According to him, “The most annoying and discouraging aspect of investing in a business that you will not be there to manage, was what happened to me two months ago, exactly in March. I discovered that my manager stole over N200,000 from the bakery within a space of three months. The person in question was in charge of supply and money collection from our buyers.

“If the gentleman supplies product of N10,000 to a customer. He will write N5,000 in the sales book and pocket the balance of N5,000. I was able to discover the anomaly on a day it happened that I was the one to collect money from one customer only to realise that my book has a record that was different from that of the customer. I started to investigate further only to realise that the business has lost over N200,000 in a space of three months,” he added.

Presently, it has become almost like rocket science to get a trusted employee to manage your business or even take care of your home in your absence.

Another Lagos-based businesswoman, who gave her name as Onome Omorodion, is into interior décor business in the Lagos mainland area. She has about four shops where she sells materials such as mattresses, carpets, rugs, window cotton and other materials for interior decoration.

“I have been in this business for over 15 years and I bless God, who has been helping us all this while. In my 15 years in business, I have employed over 100 people in a whole as sales girls, but the problem has been lack of accountability especially on the part of the calibre of people I employ,” Omorodion said.

“Two years ago, one of my most trusted sales representatives, stole over N500,000 to set up her own business. She gave all manner of excuses because she resigned on her own. I never knew that she has planned how to invest the money she stole from me. When she later started a few weeks after resigning, it became clear to me that she stole massively from me.

“At that time, I wanted to use police to arrest her but my husband discouraged me based on the nature of our faulty justice system. My husband told me that police will worsen my situation because they will take my money and waste my time without achieving anything positive. It was on that ground that I decided to allow the sleeping dog to lie and to leave vengeance to God,” she fumed.

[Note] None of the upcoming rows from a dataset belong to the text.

use std::collections::BTreeMap;

use anyhow::{Context, Result};
use chrono::{DateTime, Utc};
use serde::{Deserialize, Serialize};
use serde_json::Value;
use tracing::{debug, warn};

use super::client::{api_url, fetch_as, fetch_entries, ReviewService};
use super::url;

/// Merge proposal resource as returned by the web service.
#[derive(Debug, Clone, Serialize, Deserialize)]
pub struct MergeProposalEntry {
    pub self_link: String,
    pub web_link: String,
    pub queue_status: String,
    pub description: Option<String>,
    pub commit_message: Option<String>,
    pub source_git_path: Option<String>,
    pub target_git_path: Option<String>,
    pub source_git_repository_link: Option<String>,
    pub target_git_repository_link: Option<String>,
    pub all_comments_collection_link: Option<String>,
    pub votes_collection_link: Option<String>,
    pub preview_diffs_collection_link: Option<String>,
}

impl MergeProposalEntry {
    fn collection_link(&self, link: &Option<String>, name: &str) -> String {
        link.clone()
            .unwrap_or_else(|| format!("{}/{}", self.self_link, name))
    }
}

#[derive(Debug, Clone, Serialize, Deserialize)]
pub struct Person {
    pub name: String,
    pub display_name: String,
}

#[derive(Debug, Clone, Serialize, Deserialize)]
pub struct CommentEntry {
    pub id: u64,
    pub self_link: String,
    #[serde(default)]
    pub message_body: String,
    pub author_link: String,
    pub date_created: DateTime<Utc>,
    pub date_last_edited: Option<DateTime<Utc>>,
    #[serde(default)]
    pub vote: Option<String>,
    #[serde(default)]
    pub vote_tag: Option<String>,
}

#[derive(Debug, Clone, Serialize, Deserialize)]
pub struct VoteEntry {
    pub self_link: String,
    pub reviewer_link: String,
    pub comment_link: Option<String>,
    #[serde(default)]
    pub is_pending: bool,
}

/// A vote with its reviewer and comment loaded.
#[derive(Debug, Clone)]
pub struct LoadedVote {
    pub reviewer: Person,
    pub comment: Option<CommentEntry>,
    pub is_pending: bool,
}

#[derive(Debug, Clone, Serialize, Deserialize)]
pub struct PreviewDiffEntry {
    pub id: u64,
    pub self_link: String,
    pub diff_text_link: Option<String>,
    /// `{"path": [added, removed]}`
    #[serde(default)]
    pub diffstat: Option<BTreeMap<String, (u32, u32)>>,
}

/// One entry of `getInlineComments`.
#[derive(Debug, Clone, Deserialize)]
pub struct InlineCommentEntry {
    /// Reported either as a number or as a numeric string
    pub line_number: Value,
    pub person: Person,
    pub text: String,
    pub date: DateTime<Utc>,
}

impl InlineCommentEntry {
    pub fn line_number(&self) -> Result<u64> {
        match &self.line_number {
            Value::Number(n) => n.as_u64(),
            Value::String(s) => s.trim().parse().ok(),
            _ => None,
        }
        .with_context(|| format!("Invalid inline comment line_number: {}", self.line_number))
    }
}

fn parse_entries<T: serde::de::DeserializeOwned>(
    entries: Vec<Value>,
    error_context: &'static str,
) -> Result<Vec<T>> {
    entries
        .into_iter()
        .map(|entry| serde_json::from_value(entry).context(error_context))
        .collect()
}

/// Name of the authenticated user.
pub async fn fetch_me(service: &dyn ReviewService) -> Result<Person> {
    fetch_as(service, "people/+me", "Failed to parse people/+me response").await
}

/// Merge proposals owned by a person.
pub async fn fetch_person_merge_proposals(
    service: &dyn ReviewService,
    username: &str,
) -> Result<Vec<MergeProposalEntry>> {
    let entries = fetch_entries(service, &format!("~{username}?ws.op=getMergeProposals")).await?;
    parse_entries(entries, "Failed to parse merge proposal entry")
}

/// Merge proposals targeting a project.
pub async fn fetch_project_merge_proposals(
    service: &dyn ReviewService,
    project: &str,
) -> Result<Vec<MergeProposalEntry>> {
    let entries = fetch_entries(service, &format!("{project}?ws.op=getMergeProposals")).await?;
    parse_entries(entries, "Failed to parse merge proposal entry")
}

/// Load a merge proposal from its web link.
///
/// The API resource normally lives at the web link's path; when that lookup
/// fails the project's proposals are searched for a matching `web_link`.
pub async fn fetch_merge_proposal(
    service: &dyn ReviewService,
    web_link: &str,
) -> Result<MergeProposalEntry> {
    let path = url::api_path(web_link)?;
    match fetch_as(service, &path, "Failed to parse merge proposal").await {
        Ok(entry) => return Ok(entry),
        Err(e) => warn!("Direct merge proposal lookup failed, searching project: {:#}", e),
    }

    let project = url::project_name(web_link)?;
    let listed = fetch_project_merge_proposals(service, &project).await?;
    let found = listed
        .into_iter()
        .find(|mp| mp.web_link == web_link)
        .with_context(|| format!("Merge proposal not found: {web_link}"))?;
    fetch_as(service, &found.self_link, "Failed to parse merge proposal").await
}

pub async fn fetch_comments(
    service: &dyn ReviewService,
    mp: &MergeProposalEntry,
) -> Result<Vec<CommentEntry>> {
    let link = mp.collection_link(&mp.all_comments_collection_link, "all_comments");
    let entries = fetch_entries(service, &link).await?;
    parse_entries(entries, "Failed to parse merge proposal comment")
}

/// Votes with their reviewer and (if any) comment resolved.
pub async fn fetch_votes(
    service: &dyn ReviewService,
    mp: &MergeProposalEntry,
) -> Result<Vec<LoadedVote>> {
    let link = mp.collection_link(&mp.votes_collection_link, "votes");
    let votes: Vec<VoteEntry> =
        parse_entries(fetch_entries(service, &link).await?, "Failed to parse vote")?;

    let mut loaded = Vec::with_capacity(votes.len());
    for vote in votes {
        let reviewer: Person =
            fetch_as(service, &vote.reviewer_link, "Failed to parse reviewer").await?;
        let comment = match &vote.comment_link {
            Some(link) => Some(fetch_as(service, link, "Failed to parse vote comment").await?),
            None => None,
        };
        loaded.push(LoadedVote {
            reviewer,
            comment,
            is_pending: vote.is_pending,
        });
    }
    Ok(loaded)
}

pub async fn fetch_preview_diffs(
    service: &dyn ReviewService,
    mp: &MergeProposalEntry,
) -> Result<Vec<PreviewDiffEntry>> {
    let link = mp.collection_link(&mp.preview_diffs_collection_link, "preview_diffs");
    let entries = fetch_entries(service, &link).await?;
    parse_entries(entries, "Failed to parse preview diff")
}

/// Raw unified diff text of a preview diff.
pub async fn fetch_diff_text(service: &dyn ReviewService, diff: &PreviewDiffEntry) -> Result<String> {
    let link = diff
        .diff_text_link
        .clone()
        .unwrap_or_else(|| format!("{}/diff_text", diff.self_link));
    debug!(diff_id = diff.id, "fetching diff text");
    service.get_text(&api_url(service, &link)).await
}

/// Inline comments placed on one preview diff.
pub async fn fetch_inline_comments(
    service: &dyn ReviewService,
    mp: &MergeProposalEntry,
    diff_id: u64,
) -> Result<Vec<InlineCommentEntry>> {
    let path = format!(
        "{}?ws.op=getInlineComments&previewdiff_id={}",
        mp.self_link, diff_id
    );
    let entries = fetch_entries(service, &path).await?;
    parse_entries(entries, "Failed to parse inline comment")
}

 Looking at the cause of the high level of insincerity in the country today, Festus Agwuna, a psychologist, attributed it to the lack of social security and the survival of the fittest syndrome here.  “If a police officer has not received a salary for three months, there is no need to station him on the road because he will extort money from motorists. But if you pay him very well and sack those who were found guilty of extortion, he will behave himself. That is a fact”, he explained.

For the psychologist, some people are insincere because they have been disappointed by those who are supposed to take care of them, especially government; hence they do anything to help themselves.

But if the laws are properly enforced, Agwuna thinks people will sit up because they now know that they will be prosecuted, they will lose customers and live with a bad name.

Pascal Ideh, a lawyer, thinks that people are insincere because those who they revere turned out to be different from what they seem or say.

Bad moral, according to Ideh, is infectious, especially if leaders are not living by example, and then everyone will point to the leaders when they make their own mistakes.